Bug 234971 - JSC::JSWebAssemblyModule::createStub() falls through ASSERT_NOT_REACHED()
Summary: JSC::JSWebAssemblyModule::createStub() falls through ASSERT_NOT_REACHED()
Status: NEW
Alias: None
Product: WebKit
Classification: Unclassified
Component: JavaScriptCore (show other bugs)
Version: WebKit Nightly Build
Hardware: Unspecified Unspecified
: P2 Normal
Assignee: Nobody
URL:
Keywords: InRadar
Depends on: 234932
Blocks:
  Show dependency treegraph
 
Reported: 2022-01-07 11:13 PST by David Kilzer (:ddkilzer)
Modified: 2022-01-07 11:14 PST (History)
1 user (show)

See Also:

Attachments
Add an attachment (proposed patch, testcase, etc.)

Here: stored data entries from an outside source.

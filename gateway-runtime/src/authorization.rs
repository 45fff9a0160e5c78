//! Transaction authorization tokens for metered service calls.
//!
//! Every outbound paid call carries a fresh ES256 JWT asserting a capped
//! `transfer` from the caller's wallet to the service's payee account.
//! Issuance fails closed: missing key material yields no token rather than
//! an error, and the remote service rejects the unauthenticated call.

use async_trait::async_trait;
use base64::Engine as _;
use base64::engine::general_purpose::STANDARD;
use chrono::Utc;
use jsonwebtoken::{Algorithm, DecodingKey, EncodingKey, Header, Validation};
use rand::Rng;
use serde::{Deserialize, Serialize};

use crate::error::GatewayError;
use crate::types::{DEFAULT_TOKEN_TTL_SECS, WalletCredentials};
use crate::wallet_cipher;

pub const OPERATION_TRANSFER: &str = "transfer";
pub const RESOURCE_CREDITS: &str = "credits";
pub const SUBJECT_TENANT: &str = "kbId";

/// Claim set of a transaction authorization token.
#[derive(Debug, Clone, PartialEq, Eq, Serialize, Deserialize)]
#[serde(rename_all = "camelCase")]
pub struct TransferClaims {
    pub operation: String,
    pub resource_id: String,
    pub transaction_id: String,
    pub from_account_id: Option<String>,
    pub from_account_public_key: Option<String>,
    pub to_account_id: String,
    pub message: String,
    pub subject_id: Option<String>,
    pub subject: String,
    pub max_amount: u64,
    pub iat: i64,
    pub exp: i64,
}

/// Inputs for a single issuance.
#[derive(Debug, Clone)]
pub struct IssueRequest<'a> {
    pub to_account_id: &'a str,
    pub credentials: &'a WalletCredentials,
    /// Cap requested for this call; clamped to the declared cap.
    pub max_amount: Option<u64>,
    pub message: Option<&'a str>,
}

/// `<epoch millis>-<6 digit random>`.
///
/// No collision check: two calls in the same millisecond have a one in
/// 900,000 chance of sharing an id.
pub fn generate_transaction_id() -> String {
    let suffix: u32 = rand::thread_rng().gen_range(100_000..=999_999);
    format!("{}-{suffix}", Utc::now().timestamp_millis())
}

/// Cap for one token: the requested cap, never above the declared one.
pub fn effective_cap(requested: Option<u64>, credentials: &WalletCredentials) -> u64 {
    let declared = credentials.declared_cap();
    requested.map_or(declared, |r| r.min(declared))
}

#[derive(Debug, Clone)]
pub struct TransactionIssuer {
    ttl_secs: i64,
    resource_id: String,
}

impl Default for TransactionIssuer {
    fn default() -> Self {
        Self::new()
    }
}

impl TransactionIssuer {
    pub fn new() -> Self {
        Self {
            ttl_secs: DEFAULT_TOKEN_TTL_SECS,
            resource_id: RESOURCE_CREDITS.to_string(),
        }
    }

    pub fn with_ttl_secs(mut self, ttl_secs: i64) -> Self {
        self.ttl_secs = ttl_secs;
        self
    }

    pub fn ttl_secs(&self) -> i64 {
        self.ttl_secs
    }

    /// Build the claim set for `request` at the current time.
    pub fn claims(&self, request: &IssueRequest<'_>) -> TransferClaims {
        let iat = Utc::now().timestamp();
        let creds = request.credentials;

        TransferClaims {
            operation: OPERATION_TRANSFER.to_string(),
            resource_id: self.resource_id.clone(),
            transaction_id: generate_transaction_id(),
            from_account_id: creds.account_id.clone(),
            from_account_public_key: creds.public_key.clone(),
            to_account_id: request.to_account_id.to_string(),
            message: request.message.unwrap_or_default().to_string(),
            subject_id: creds.tenant_id.clone(),
            subject: SUBJECT_TENANT.to_string(),
            max_amount: effective_cap(request.max_amount, creds),
            iat,
            exp: iat + self.ttl_secs,
        }
    }

    /// Issue a signed token, or `None` when key material is missing or any
    /// step fails. Failures are logged, never propagated.
    pub fn issue(&self, request: &IssueRequest<'_>) -> Option<String> {
        match self.try_issue(request) {
            Ok(token) => Some(token),
            Err(GatewayError::AuthorizationUnavailable(reason)) => {
                tracing::debug!("No transaction token issued: {reason}");
                None
            }
            Err(e) => {
                tracing::warn!(to_account_id = %request.to_account_id, "Transaction signing failed: {e}");
                None
            }
        }
    }

    pub fn try_issue(&self, request: &IssueRequest<'_>) -> Result<String, GatewayError> {
        let creds = request.credentials;

        let aes_key = creds
            .aes_key
            .as_deref()
            .filter(|k| !k.is_empty())
            .ok_or_else(|| GatewayError::AuthorizationUnavailable("no symmetric key".into()))?;
        let encrypted = creds
            .encrypted_private_key
            .as_deref()
            .filter(|k| !k.is_empty())
            .ok_or_else(|| {
                GatewayError::AuthorizationUnavailable("no encrypted private key".into())
            })?;

        let decrypted = wallet_cipher::decrypt(encrypted, aes_key)?;
        let der = STANDARD
            .decode(decrypted.trim())
            .map_err(|e| GatewayError::Crypto(format!("private key is not base64: {e}")))?;

        sign_claims(&self.claims(request), &der)
    }
}

/// Sign `claims` with a PKCS#8 DER encoded P-256 private key.
pub fn sign_claims(claims: &TransferClaims, pkcs8_der: &[u8]) -> Result<String, GatewayError> {
    let mut header = Header::new(Algorithm::ES256);
    header.typ = Some("JWT".to_string());

    jsonwebtoken::encode(&header, claims, &EncodingKey::from_ec_der(pkcs8_der))
        .map_err(|e| GatewayError::Crypto(format!("ES256 signing failed: {e}")))
}

/// Verify signature and expiry against a PEM (SPKI) public key.
pub fn verify_token(token: &str, public_key_pem: &str) -> Result<TransferClaims, GatewayError> {
    let key = DecodingKey::from_ec_pem(public_key_pem.as_bytes())
        .map_err(|e| GatewayError::Crypto(format!("invalid public key: {e}")))?;

    jsonwebtoken::decode::<TransferClaims>(token, &key, &Validation::new(Algorithm::ES256))
        .map(|data| data.claims)
        .map_err(|e| GatewayError::Crypto(format!("token rejected: {e}")))
}

/// Source of per-call authorization tokens for the metered service client.
#[async_trait]
pub trait TransactionProvider: Send + Sync {
    /// Token authorizing a transfer to `payee_account_id`, if one can be issued.
    async fn authorize(&self, payee_account_id: &str, max_amount: Option<u64>) -> Option<String>;
}

/// Issues tokens from the wallet credentials of one execution request.
#[derive(Debug, Clone)]
pub struct WalletAuthorizer {
    issuer: TransactionIssuer,
    credentials: WalletCredentials,
}

impl WalletAuthorizer {
    pub fn new(issuer: TransactionIssuer, credentials: WalletCredentials) -> Self {
        Self { issuer, credentials }
    }
}

#[async_trait]
impl TransactionProvider for WalletAuthorizer {
    async fn authorize(&self, payee_account_id: &str, max_amount: Option<u64>) -> Option<String> {
        self.issuer.issue(&IssueRequest {
            to_account_id: payee_account_id,
            credentials: &self.credentials,
            max_amount,
            message: None,
        })
    }
}

#[cfg(test)]
pub(crate) mod test_keys {
    use base64::Engine as _;
    use base64::engine::general_purpose::STANDARD;
    use p256::pkcs8::{EncodePrivateKey, EncodePublicKey, LineEnding};

    /// Fresh P-256 key pair as (base64 PKCS#8 DER private key, SPKI PEM public key).
    pub fn generate() -> (String, String) {
        let secret = p256::SecretKey::random(&mut rand::rngs::OsRng);
        let der = secret.to_pkcs8_der().unwrap();
        let pem = secret.public_key().to_public_key_pem(LineEnding::LF).unwrap();
        (STANDARD.encode(der.as_bytes()), pem)
    }
}
use std::time::Duration;

use rhai::{Dynamic, FnPtr, INT, Module, NativeCallContext};

use super::terminated;
use crate::sandbox::{Budget, RhaiResultOf};

/// Block for `ms`, or for the rest of the budget and then terminate.
fn wait(budget: Budget, ms: INT) -> RhaiResultOf<()> {
    let requested = Duration::from_millis(u64::try_from(ms).unwrap_or(0));
    let remaining = budget.remaining();
    if requested > remaining {
        std::thread::sleep(remaining);
        return Err(terminated());
    }
    std::thread::sleep(requested);
    Ok(())
}

/// `timer::sleep(ms)` and `timer::set_timeout(callback, ms)`. The callback
/// runs after the delay and its value is returned.
pub(super) fn module(budget: Budget) -> Module {
    let mut module = Module::new();

    module.set_native_fn("sleep", move |ms: INT| wait(budget, ms));
    module.set_native_fn(
        "set_timeout",
        move |ctx: NativeCallContext, callback: FnPtr, ms: INT| -> RhaiResultOf<Dynamic> {
            wait(budget, ms)?;
            callback.call_within_context(&ctx, ())
        },
    );

    module
}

Note You need to log in before you can comment on or make changes to this bug.
Description David Kilzer (:ddkilzer) 2022-01-07 11:13:57 PST 
JSC::JSWebAssemblyModule::createStub() falls through ASSERT_NOT_REACHED().

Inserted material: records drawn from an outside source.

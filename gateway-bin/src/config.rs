use std::net::SocketAddr;
use std::path::PathBuf;
use std::time::Duration;

use gateway_runtime::types::DEFAULT_EXECUTION_TIMEOUT_SECS;
use gateway_runtime::{CapabilityProfile, GatewayError, SandboxConfig, SecretStore};

pub const DEFAULT_BIND: &str = "127.0.0.1:38595";
pub const DEFAULT_FS_ROOT: &str = "/tmp";

/// Startup configuration, read once from the environment.
#[derive(Debug, Clone)]
pub struct GatewayConfig {
    pub bind: SocketAddr,
    pub secrets_path: PathBuf,
    pub execution_timeout: Duration,
    pub profile: CapabilityProfile,
    pub mask_output: bool,
    pub catalog_path: Option<PathBuf>,
    pub bootstrap_dir: Option<PathBuf>,
}

impl GatewayConfig {
    pub fn from_env() -> Result<Self, GatewayError> {
        Self::from_lookup(|key| std::env::var(key).ok())
    }

    /// Build from any key lookup. Blank values count as unset.
    pub fn from_lookup(lookup: impl Fn(&str) -> Option<String>) -> Result<Self, GatewayError> {
        let var = |key: &str| lookup(key).filter(|v| !v.trim().is_empty());

        let bind = var("GATEWAY_BIND").unwrap_or_else(|| DEFAULT_BIND.to_string());
        let bind: SocketAddr = bind
            .parse()
            .map_err(|e| GatewayError::Config(format!("GATEWAY_BIND '{bind}': {e}")))?;

        let secrets_path = var("GATEWAY_SECRETS_PATH")
            .map(PathBuf::from)
            .unwrap_or_else(SecretStore::default_path);

        let timeout_secs = match var("GATEWAY_EXECUTION_TIMEOUT_SECS") {
            Some(raw) => raw.trim().parse::<u64>().map_err(|e| {
                GatewayError::Config(format!("GATEWAY_EXECUTION_TIMEOUT_SECS '{raw}': {e}"))
            })?,
            None => DEFAULT_EXECUTION_TIMEOUT_SECS,
        };
        if timeout_secs == 0 {
            return Err(GatewayError::Config(
                "GATEWAY_EXECUTION_TIMEOUT_SECS must be positive".into(),
            ));
        }

        let fs_root = var("GATEWAY_FS_ROOT").unwrap_or_else(|| DEFAULT_FS_ROOT.to_string());
        let profile = CapabilityProfile::from_name(
            &var("GATEWAY_CAPABILITY_PROFILE").unwrap_or_default(),
            PathBuf::from(fs_root),
        )?;

        let mask_output = var("GATEWAY_MASK_OUTPUT")
            .map(|v| v.eq_ignore_ascii_case("true") || v == "1")
            .unwrap_or(false);

        Ok(Self {
            bind,
            secrets_path,
            execution_timeout: Duration::from_secs(timeout_secs),
            profile,
            mask_output,
            catalog_path: var("GATEWAY_CATALOG_PATH").map(PathBuf::from),
            bootstrap_dir: var("GATEWAY_BOOTSTRAP_DIR").map(PathBuf::from),
        })
    }

    pub fn sandbox_config(&self) -> SandboxConfig {
        SandboxConfig {
            timeout: self.execution_timeout,
            profile: self.profile.clone(),
        }
    }
}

These fall-throughs should either use RELEASE_ASSERT_NOT_REACHED(), or add a `return nullptr;` statement after ASSERT_NOT_REACHED().

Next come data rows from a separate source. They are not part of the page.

use raylib::prelude::Vector2;

/// Camera in grid units: position, unit facing direction and the camera
/// plane perpendicular to it. The plane length sets the field of view.
#[derive(Clone, Debug, PartialEq)]
pub struct Player {
    pub pos: Vector2,
    pub dir: Vector2,
    pub plane: Vector2,
    pub sprinting: bool,
}

impl Player {
    /// `angle` in radians, 0 faces +X.
    pub fn new(x: f32, y: f32, angle: f32, fov_plane: f32) -> Self {
        let (sin, cos) = angle.sin_cos();
        Self {
            pos: Vector2::new(x, y),
            dir: Vector2::new(cos, sin),
            // plane is dir rotated a quarter turn clockwise on screen
            plane: Vector2::new(-sin * fov_plane, cos * fov_plane),
            sprinting: false,
        }
    }

    /// Rotates facing and camera plane together.
    pub fn rotate(&mut self, angle: f32) {
        let (sin, cos) = angle.sin_cos();
        let rot = |v: Vector2| Vector2::new(v.x * cos - v.y * sin, v.x * sin + v.y * cos);
        self.dir = rot(self.dir);
        self.plane = rot(self.plane);
    }

    /// Ray direction for screen column `x` of `width`; the leftmost column maps
    /// to `dir - plane`, the rightmost to `dir + plane`.
    pub fn ray_dir(&self, x: u32, width: u32) -> Vector2 {
        let camera_x = 2.0 * x as f32 / width.max(1) as f32 - 1.0;
        Vector2::new(self.dir.x + self.plane.x * camera_x, self.dir.y + self.plane.y * camera_x)
    }
}

#[cfg(test)]
mod tests {
    use super::*;
    use std::f32::consts::FRAC_PI_2;

    #[test]
    fn plane_is_perpendicular() {
        let p = Player::new(1.0, 1.0, 0.7, 0.66);
        let dot = p.dir.x * p.plane.x + p.dir.y * p.plane.y;
        assert!(dot.abs() < 1e-6);
        let len = (p.plane.x * p.plane.x + p.plane.y * p.plane.y).sqrt();
        assert!((len - 0.66).abs() < 1e-5);
    }

    #[test]
    fn rotate_keeps_unit_facing() {
        let mut p = Player::new(0.0, 0.0, 0.0, 0.66);
        p.rotate(FRAC_PI_2);
        assert!(p.dir.x.abs() < 1e-6);
        assert!((p.dir.y - 1.0).abs() < 1e-6);
        assert!((p.dir.y.atan2(p.dir.x) - FRAC_PI_2).abs() < 1e-6);
        for _ in 0..1000 {
            p.rotate(0.013);
        }
        let len = (p.dir.x * p.dir.x + p.dir.y * p.dir.y).sqrt();
        assert!((len - 1.0).abs() < 1e-3);
    }

    #[test]
    fn center_column_looks_straight_ahead() {
        let p = Player::new(0.0, 0.0, 0.3, 0.66);
        let d = p.ray_dir(320, 640);
        assert!((d.x - p.dir.x).abs() < 1e-6);
        assert!((d.y - p.dir.y).abs() < 1e-6);
    }
}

Presumably the switch statement will never fall through unless there is memory corruption, so a RELEASE_ASSERT_NOT_REACHED() would catch such corruption much earlier.

JSWebAssemblyModule* JSWebAssemblyModule::createStub(VM& vm, JSGlobalObject* globalObject, Structure* structure, Wasm::Module::ValidationResult&& result)
{
    [...]
    auto error = module->generateWasmToJSStubs(vm);
    if (UNLIKELY(!error)) {
        switch (error.error()) {
        case Wasm::BindingFailure::OutOfMemory:
            throwException(globalObject, scope, createJSWebAssemblyLinkError(globalObject, vm, "Out of executable memory"_s));
            return nullptr;
        }
        ASSERT_NOT_REACHED();
    }
    return module;
}

See Source/JavaScriptCore/wasm/js/JSWebAssemblyModule.cpp.
Comment 1 Radar WebKit Bug Importer 2022-01-07 11:14:34 PST 
<rdar://problem/87262829>